- **Assignment**
Wherever a line of the data contains "PivotAttachment", copy that line.

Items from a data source
---+---

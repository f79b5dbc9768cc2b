//! Persistence seam for immediate pivot association.

use crate::attribute::AttributeRow;
use crate::error::Result;
use crate::relation::PivotRelation;
use crate::value::Value;

/// One related record to link, with its extra pivot columns.
#[derive(Debug, Clone, PartialEq)]
pub struct PivotAttachment {
    /// Primary key of the related record.
    pub related_key: Value,
    /// Extra pivot columns (never foreign keys or the morph type).
    pub attributes: AttributeRow,
}

impl PivotAttachment {
    pub fn new(related_key: Value, attributes: AttributeRow) -> Self {
        Self {
            related_key,
            attributes,
        }
    }
}

/// Writes join rows for a relation.
///
/// Implementations set both foreign keys and, for polymorphic relations,
/// the morph type themselves; `PivotRelation::link_row` builds that row.
/// Errors are returned to the caller unchanged and are not retried.
pub trait PivotWriter {
    fn attach(
        &mut self,
        relation: &PivotRelation,
        parent_key: &Value,
        attachments: &[PivotAttachment],
    ) -> Result<()>;
}

impl<W: PivotWriter + ?Sized> PivotWriter for &mut W {
    fn attach(
        &mut self,
        relation: &PivotRelation,
        parent_key: &Value,
        attachments: &[PivotAttachment],
    ) -> Result<()> {
        (**self).attach(relation, parent_key, attachments)
    }
}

---+---

- **Answer section**
pub struct PivotAttachment {
impl PivotAttachment {
        attachments: &[PivotAttachment],
        attachments: &[PivotAttachment],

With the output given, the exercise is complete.